### Exercise objective:
The reply should hold every line of the data, unchanged and complete.

### Data shown:
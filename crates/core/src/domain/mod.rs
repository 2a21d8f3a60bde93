pub mod signals;
pub mod snapshot;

### Solution to the exercise:
filename crates/core/src/domain/mod.rs
repository 2a21d8f3a60bde93
pub mod signals;
pub mod snapshot;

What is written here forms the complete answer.